Museums of Beijing
#75: Beijing Century-old
Phone Museum

Amazing private collection of phones

Beijing Century-old Phone Museum

Location: 108-G3 East Sixth Rong West Side Road, Songzhuang Village, Tongzhou District (This museum is nowhere near any subway station. You’d need a taxi from either Beijing or Tongzhou. From central Beijing it is more than one hour by road, from Tongzhou around fifteen minutes)

Opening: 09:30 – 17:30 Tues – Sun (closed on Mondays)

Cost: 50 RMB

Beijing Century-old Phone Museum

A somewhat quirky name for this somewhat quirky museum. Previously located in Shunyi at the edge of Beijing-proper, this is now in the Songzhuang area of Tongzhou district, a few minutes drive from the Beijing Daqi Museum for Radios and Movie Projectors (which is similar, but superior) and weirdly situated in the middle of a row of car repair shops on the bottom two floors of a row of establishments outside a regular apartment complex. Very easy indeed to miss!

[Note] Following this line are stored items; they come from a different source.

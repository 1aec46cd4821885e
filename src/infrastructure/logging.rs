use std::io;

use anyhow::Result;
use once_cell::sync::OnceCell;
use tracing_subscriber::{fmt, prelude::*, EnvFilter, Layer};

use crate::{
    config::{LogFormat, LoggingConfig},
    infrastructure::directories::ResolvedPaths,
};

const LOG_FILE_PREFIX: &str = "eatspam.log";

/// Targets that are noisy at `debug` and only useful when asked for by name.
const QUIET_TARGETS: &[&str] = &["hyper", "hyper_util", "reqwest", "rustls", "imap"];

static INIT: OnceCell<()> = OnceCell::new();
static GUARD: OnceCell<tracing_appender::non_blocking::WorkerGuard> = OnceCell::new();

/// `RUST_LOG` wins over the configured level. Dependencies stay at `warn`
/// unless the level names them.
pub fn filter_directives(level: &str) -> String {
    let mut directives = level.trim().to_string();
    for target in QUIET_TARGETS {
        let named = directives
            .split(',')
            .any(|directive| directive.split('=').next() == Some(*target));
        if !named {
            directives.push_str(&format!(",{target}=warn"));
        }
    }
    directives
}

pub fn init_tracing(config: &LoggingConfig, paths: &ResolvedPaths) -> Result<()> {
    INIT.get_or_try_init::<_, anyhow::Error>(|| {
        let env_filter = EnvFilter::try_from_default_env()
            .or_else(|_| EnvFilter::try_new(filter_directives(&config.level)))
            .unwrap_or_else(|_| EnvFilter::new("info"));

        let file_appender = tracing_appender::rolling::daily(&paths.logs_dir, LOG_FILE_PREFIX);
        let (file_writer, guard) = tracing_appender::non_blocking(file_appender);
        let _ = GUARD.set(guard);

        let file_layer = match config.format {
            LogFormat::Json => fmt::layer()
                .json()
                .with_writer(file_writer)
                .boxed(),
            LogFormat::Text => fmt::layer()
                .with_writer(file_writer)
                .with_target(true)
                .with_ansi(false)
                .boxed(),
        };

        tracing_subscriber::registry()
            .with(env_filter)
            .with(
                fmt::layer()
                    .with_writer(io::stdout)
                    .with_target(true)
                    .with_ansi(true),
            )
            .with(file_layer)
            .try_init()?;

        tracing::info!(
            target: "lifecycle",
            logs = %paths.logs_dir.display(),
            level = %config.level,
            format = %config.format,
            "tracing initialized"
        );
        Ok(())
    })?;
    Ok(())
}

#[cfg(test)]
mod tests {
    use super::*;

    #[test]
    fn dependencies_are_quieted_unless_named() {
        assert_eq!(
            filter_directives("debug"),
            "debug,hyper=warn,hyper_util=warn,reqwest=warn,rustls=warn,imap=warn"
        );

        let named = filter_directives("info,imap=trace,hyper_util=debug");
        assert!(named.contains("imap=trace"));
        assert!(!named.contains("imap=warn"));
        assert!(named.contains("hyper=warn"));
    }
}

Made up of two display rooms on the first floor and then another room upstairs, which was mostly in the process of being put together on my visit, as the museum has only just re-opened. The theme here is telephones, and it is a private museum so is basically the personal collection of the owner, who was handily on site at the time and displayed his genuine passion for these items by telling me about how traditional British models differ from those elsewhere (they are wider at the base. Why this is I have no idea – he said I could look it up!) and showed off some of his odder Disney and Elvis Presley themed novelty phones.

The collection here does indeed go back a century with some early 20th Century models to be found, plus an explanation of the technology and some info on Alexander Graham Bell and Thomas Edison for a bit of educational viability to go with the rows of phones displayed on shelves.

Beijing Century-old Phone Museum

The first exhibition room is set up to show the use of phones and telecoms equipment in some key period of recent Chinese history, so field phones used by the army in the anti-Japanese period of conflict, plus the kind of phones found in homes in various eras. This is all somewhat random and wedged into a too-small space, and then supplemented by some unrelated items too (a glass floor, below which some toy planes are lined up? Yep, they have that here).

There is plenty of nostalgia for visitors to experience; early smartphones now relegated to museum pieces, the kind of see-through phone that my family had in the 90s, and a great set of the metals signs that hung outside corner shops across Beijing in my early pre-phone days here when you’d find one of these signs, simply use the chunky red plastic phone, and plonk down a couple of jiao in change to the proprietor as payment without even asking how much the call cost.  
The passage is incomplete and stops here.